J’ai mis les pieds à Marrakech pour la toute première fois le 27 avril 2011 ; j’avais 16 ans et j’étais accompagnée de ma mère et ma tante. Soleil, gens souriants, ambiance au top : tous les ingrédients étaient là pour passer de super vacances !
L’irruption de l’impensable
Pour le premier jour, nous avons choisi un programme « typique » : visite des souks et déjeuner sur la célèbres place Jemaa El Fna. Après une session shopping et des négociations intensives avec les commerçants, alors que nous étions dans les souks et que midi approchait, ma mère a proposé d’aller manger sur la terrasse d’un café, l’Argana, d’où l’on pouvait apparemment admirer l’une des plus belles vues de Marrakech.
La place Jemaa El Fna
À midi moins dix, nous nous approchions de l’Argana lorsque j’ai aperçu une magnifique paire de boucles d’oreilles. En véritable pie que je suis, je me suis approchée pour les voir de plus près. Ma mère m’a vite appelée : elle avait faim et nous devions donc aller manger ; après tout, je pourrais toujours revenir les acheter une heure plus tard.

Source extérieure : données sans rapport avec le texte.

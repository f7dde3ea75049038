//! Post-load sanity verification.
//!
//! Verification runs two checks in order against a populated table:
//!
//! 1. An aggregate query must return at least `min_total_results` rows whose
//!    `non_null_fields` are all set. Failing this stops verification before
//!    any sampling query is issued.
//! 2. Each sentinel id is queried on its own; an id returning fewer than
//!    `result_length` rows counts as a failure. Verification fails only when
//!    the tally exceeds `failure_threshold`.
//!
//! The completion token is written after both checks pass and the
//! connection has been closed.

use serde::de::Error as _;
use serde::{Deserialize, Deserializer, Serialize};

use super::{write_token, DbmsTask};
use crate::config::DbmsConfig;
use crate::connection::ConnectionProvider;
use crate::context::ServiceContext;
use crate::error::{SanityFailure, TaskError};

/// Default number of rows the aggregate check requires.
pub const DEFAULT_MIN_TOTAL_RESULTS: u64 = 100;
/// Default number of rows each sentinel id must return.
pub const DEFAULT_RESULT_LENGTH: u64 = 5;
/// Default number of sentinel ids allowed to under-return.
pub const DEFAULT_FAILURE_THRESHOLD: u64 = 2;

/// A task that verifies a loaded table.
pub trait SanityTest: DbmsTask {
    /// Column the sentinel ids are matched against.
    fn id_field(&self) -> &str;

    /// Sentinel ids to sample, in query order.
    fn ids(&self) -> &[String];

    /// Rows the aggregate check requires.
    fn min_total_results(&self) -> u64 {
        DEFAULT_MIN_TOTAL_RESULTS
    }

    /// Columns that must be non-null for a row to count in the aggregate check.
    fn non_null_fields(&self) -> &[String] {
        &[]
    }

    /// Rows each sentinel id must return.
    fn result_length(&self) -> u64 {
        DEFAULT_RESULT_LENGTH
    }

    /// Sentinel ids allowed to under-return before verification fails.
    fn failure_threshold(&self) -> u64 {
        DEFAULT_FAILURE_THRESHOLD
    }

    /// The aggregate query, e.g.
    /// `SELECT * FROM events WHERE a IS NOT NULL AND b IS NOT NULL LIMIT 100`.
    fn create_overall_query(&self) -> String {
        let where_clause = self
            .non_null_fields()
            .iter()
            .map(|field| format!("{field} IS NOT NULL"))
            .collect::<Vec<_>>()
            .join(" AND ");
        let table = self.table_name();
        let limit = self.min_total_results();
        if where_clause.is_empty() {
            format!("SELECT * FROM {table} LIMIT {limit}")
        } else {
            format!("SELECT * FROM {table} WHERE {where_clause} LIMIT {limit}")
        }
    }

    /// The sampling query for one sentinel id. Single quotes inside the id
    /// are doubled.
    fn create_id_query(&self, id: &str) -> String {
        format!(
            "SELECT * FROM {} WHERE {} = '{}'",
            self.table_name(),
            self.id_field(),
            id.replace('\'', "''")
        )
    }
}

fn default_min_total_results() -> u64 {
    DEFAULT_MIN_TOTAL_RESULTS
}

fn default_result_length() -> u64 {
    DEFAULT_RESULT_LENGTH
}

fn default_failure_threshold() -> u64 {
    DEFAULT_FAILURE_THRESHOLD
}

/// Thresholds and sentinel ids for one verification task.
#[derive(Debug, Clone, PartialEq, Eq, Serialize, Deserialize)]
pub struct SanityConfig {
    /// Rows the aggregate check requires.
    #[serde(default = "default_min_total_results")]
    pub min_total_results: u64,
    /// Columns that must be non-null in the aggregate check.
    #[serde(default)]
    pub non_null_fields: Vec<String>,
    /// Rows each sentinel id must return.
    #[serde(default = "default_result_length")]
    pub result_length: u64,
    /// Sentinel ids allowed to under-return.
    #[serde(default = "default_failure_threshold")]
    pub failure_threshold: u64,
    /// Column the sentinel ids are matched against.
    pub id_field: String,
    /// Sentinel ids, in query order. Numbers are accepted and kept verbatim.
    #[serde(default, deserialize_with = "scalars_as_strings")]
    pub sentinel_ids: Vec<String>,
}

impl SanityConfig {
    /// A config with default thresholds.
    pub fn new(id_field: impl Into<String>, sentinel_ids: Vec<String>) -> Self {
        Self {
            min_total_results: DEFAULT_MIN_TOTAL_RESULTS,
            non_null_fields: Vec::new(),
            result_length: DEFAULT_RESULT_LENGTH,
            failure_threshold: DEFAULT_FAILURE_THRESHOLD,
            id_field: id_field.into(),
            sentinel_ids,
        }
    }
}

fn scalars_as_strings<'de, D>(deserializer: D) -> Result<Vec<String>, D::Error>
where
    D: Deserializer<'de>,
{
    Vec::<serde_yaml::Value>::deserialize(deserializer)?
        .into_iter()
        .map(|value| match value {
            serde_yaml::Value::String(s) => Ok(s),
            serde_yaml::Value::Number(n) => Ok(n.to_string()),
            serde_yaml::Value::Bool(b) => Ok(b.to_string()),
            other => Err(D::Error::custom(format!("sentinel id must be a scalar, got {other:?}"))),
        })
        .collect()
}

/// One sentinel id that returned too few rows.
#[derive(Debug, Clone, PartialEq, Eq)]
pub struct Shortfall {
    /// The sentinel id.
    pub id: String,
    /// Rows it returned.
    pub returned: u64,
}

/// Counts gathered by one verification pass. Never persisted.
#[derive(Debug, Clone, PartialEq, Eq)]
pub struct VerificationResult {
    /// Table that was verified.
    pub table: String,
    /// Rows returned by the aggregate query (capped by its `LIMIT`).
    pub observed_rows: u64,
    /// Rows the aggregate check required.
    pub expected_rows: u64,
    /// Number of sentinel ids sampled.
    pub sampled: u64,
    /// Sentinel ids that under-returned.
    pub shortfalls: Vec<Shortfall>,
    /// Tolerated number of shortfalls.
    pub failure_threshold: u64,
}

impl VerificationResult {
    /// Number of sampled ids that under-returned.
    #[must_use]
    pub fn failures(&self) -> u64 {
        self.shortfalls.len() as u64
    }
}

/// Runs both sanity checks for a task and records completion on success.
pub struct SanityVerifier<'a> {
    task: &'a dyn SanityTest,
}

impl<'a> SanityVerifier<'a> {
    /// Wraps a task.
    #[must_use]
    pub fn new(task: &'a dyn SanityTest) -> Self {
        Self { task }
    }

    /// Runs the aggregate check, then the sampling check, then closes the
    /// connection and writes the completion token.
    ///
    /// The connection is closed on every path, including failures.
    ///
    /// # Errors
    ///
    /// Returns [`TaskError::SanityCheck`] when either check fails, connection
    /// and configuration errors from the provider, [`TaskError::Query`] when
    /// a query is rejected, and [`TaskError::Token`] if the token cannot be
    /// written. The token is never written on error.
    pub fn run(
        &self,
        ctx: &ServiceContext,
        config: &DbmsConfig,
    ) -> Result<VerificationResult, TaskError> {
        let backend = self.task.backend();
        let mut provider = ConnectionProvider::new(ctx.connector(backend), config, backend);

        let result = self.verify(&mut provider);
        provider.release();
        let result = result?;

        tracing::info!(
            table = %result.table,
            observed = result.observed_rows,
            sampled = result.sampled,
            failures = result.failures(),
            "sanity check passed"
        );
        write_token(ctx.tokens.as_ref(), self.task.output_token())?;
        Ok(result)
    }

    /// Runs both checks over `provider`'s connection without touching the
    /// token store.
    ///
    /// # Errors
    ///
    /// See [`run`](Self::run).
    pub fn verify(
        &self,
        provider: &mut ConnectionProvider<'_>,
    ) -> Result<VerificationResult, TaskError> {
        let task = self.task;
        let table = task.table_name().to_string();

        let expected_rows = task.min_total_results();
        let observed_rows = fetch_count(provider, &task.create_overall_query())?;
        if observed_rows < expected_rows {
            let failure =
                SanityFailure::InsufficientRows { table, observed: observed_rows, expected: expected_rows };
            tracing::warn!("{failure}");
            return Err(failure.into());
        }

        let shortfalls = self.sample_ids(provider)?;
        let result = VerificationResult {
            table,
            observed_rows,
            expected_rows,
            sampled: task.ids().len() as u64,
            shortfalls,
            failure_threshold: task.failure_threshold(),
        };

        let failures = result.failures();
        if failures > result.failure_threshold {
            let failure = SanityFailure::SampledIdsShort {
                failures,
                table: result.table,
                threshold: result.failure_threshold,
                sampled: result.sampled,
            };
            tracing::warn!("{failure}");
            return Err(failure.into());
        }
        Ok(result)
    }

    fn sample_ids(&self, provider: &mut ConnectionProvider<'_>) -> Result<Vec<Shortfall>, TaskError> {
        let task = self.task;
        let required = task.result_length();
        let mut shortfalls = Vec::new();
        for id in task.ids() {
            let returned = fetch_count(provider, &task.create_id_query(id))?;
            if returned < required {
                tracing::info!("Id {id} only returned {returned} results.");
                shortfalls.push(Shortfall { id: id.clone(), returned });
            }
        }
        Ok(shortfalls)
    }
}

fn fetch_count(provider: &mut ConnectionProvider<'_>, statement: &str) -> Result<u64, TaskError> {
    provider.get_connection()?.fetch_count(statement).map_err(|e| {
        let err = TaskError::Query { statement: statement.to_string(), detail: e.to_string() };
        tracing::warn!("{err}");
        err
    })
}
//! Port traits defining external boundaries.
//!
//! Each trait represents a boundary between the engine and an external
//! system (a database driver, the completion-token store). Implementations
//! live in `src/adapters/`.

pub mod database;
pub mod tokens;

#[cfg(test)]
pub(crate) mod fakes;

pub use database::{Connection, Connector};
pub use tokens::TokenStore;
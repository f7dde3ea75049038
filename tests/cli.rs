//! Integration tests for top-level CLI behavior.

use std::path::Path;
use std::process::Command;

fn run_tablegate(cwd: &Path, args: &[&str]) -> std::process::Output {
    let bin = env!("CARGO_BIN_EXE_tablegate");
    Command::new(bin)
        .current_dir(cwd)
        .args(args)
        .env("TABLEGATE_CONFIG", cwd.join("absent.yaml"))
        .env_remove("TABLEGATE_RECORD")
        .env_remove("TABLEGATE_POSTGRES_DBNAME")
        .env_remove("TABLEGATE_POSTGRES_USER")
        .env_remove("TABLEGATE_POSTGRES_HOST")
        .env_remove("TABLEGATE_POSTGRES_PASSWORD")
        .env_remove("TABLEGATE_POSTGRES_PORT")
        .output()
        .expect("failed to run tablegate binary")
}

const SANITY_TASK: &str = "\
kind: sanity_test
backend: postgres
table: events
output_token: tokens/events.verified
id_field: id
";

#[test]
fn help_lists_subcommands() {
    let dir = tempfile::tempdir().unwrap();
    let output = run_tablegate(dir.path(), &["--help"]);
    let stdout = String::from_utf8_lossy(&output.stdout);
    assert!(output.status.success());
    assert!(stdout.contains("create"));
    assert!(stdout.contains("verify"));
    assert!(stdout.contains("status"));
}

#[test]
fn unknown_subcommand_fails() {
    let dir = tempfile::tempdir().unwrap();
    let output = run_tablegate(dir.path(), &["drop"]);
    assert!(!output.status.success());
}

#[test]
fn status_reports_pending_then_complete() {
    let dir = tempfile::tempdir().unwrap();
    std::fs::write(dir.path().join("task.yaml"), SANITY_TASK).unwrap();

    let output = run_tablegate(dir.path(), &["status", "task.yaml"]);
    assert!(output.status.success());
    assert!(String::from_utf8_lossy(&output.stdout).contains("pending"));

    std::fs::create_dir_all(dir.path().join("tokens")).unwrap();
    std::fs::write(dir.path().join("tokens/events.verified"), "").unwrap();

    let output = run_tablegate(dir.path(), &["status", "task.yaml"]);
    assert!(output.status.success());
    assert!(String::from_utf8_lossy(&output.stdout).contains("complete"));
}

#[test]
fn verify_without_config_names_missing_key() {
    let dir = tempfile::tempdir().unwrap();
    std::fs::write(dir.path().join("task.yaml"), SANITY_TASK).unwrap();

    let output = run_tablegate(dir.path(), &["verify", "task.yaml"]);
    let stderr = String::from_utf8_lossy(&output.stderr);
    assert!(!output.status.success());
    assert!(stderr.contains("postgres.dbname"), "stderr was: {stderr}");
    assert!(!dir.path().join("tokens/events.verified").exists());
}

#[test]
fn verify_skips_completed_task() {
    let dir = tempfile::tempdir().unwrap();
    std::fs::write(dir.path().join("task.yaml"), SANITY_TASK).unwrap();
    std::fs::create_dir_all(dir.path().join("tokens")).unwrap();
    std::fs::write(dir.path().join("tokens/events.verified"), "").unwrap();

    let output = run_tablegate(dir.path(), &["verify", "task.yaml"]);
    assert!(output.status.success());
    assert!(String::from_utf8_lossy(&output.stdout).contains("already complete"));
}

Nous étions à l’angle de l’Argana, à seulement une dizaine de pas de l’entrée, lorsqu’une explosion a retenti. On a senti un souffle et entendu un bruit assourdissant. Je n’ai pas du tout compris ce qu’il s’était passé : j’ai pensé que ce n’était que le bruit causé par une des nombreuses mobylettes qui circulaient, chargées de plusieurs personnes.
La foule s’est mise à courir et à hurler. Ma mère a réussi à m’attraper et à me plaquer contre le mur d’une boutique. C’est à ce moment-là que j’ai eu la réflexion la plus stupide de ma vie (ne me huez pas, j’étais jeune et déboussolée) : « Oh, ça doit être l’heure de la prière ! Ils sont pressés d’y aller, dis donc ! ».
Imaginez-vous en vacances dans un pays sublime : impossible de s’imaginer qu’un attentat puisse se produire… Ma mère a réussi à tirer ma tante vers nous au moment même où le gérant de la boutique nous a dit, paniqué : « Partez par derrière… Explosion de bonbonne de gaz ! ».
On s’est dirigées vers les petites ruelles qu’il nous avait indiquées, et j’ai commencé à comprendre : « Maman… Et si c’était un attentat ? ». Elle m’a répondu : « Mais non, y’ a pas eu d’attentat au Maroc depuis l’attentat de Casablanca en 2003, c’est pas un pays violent, ça devait être un accident ! ».
On a finalement réussi à sortir du dédale de ruelles qui nous ont fait revenir de l’autre côté de la place, à l’opposé à l’Argana. Ce qu’on y a vu était digne d’un film… On entendait des sirènes de pompiers en continu, on voyait des camions de secours défiler les uns après les autres, et la fumée recouvrait tout le fond de la place, rendant l’Argana invisible de loin.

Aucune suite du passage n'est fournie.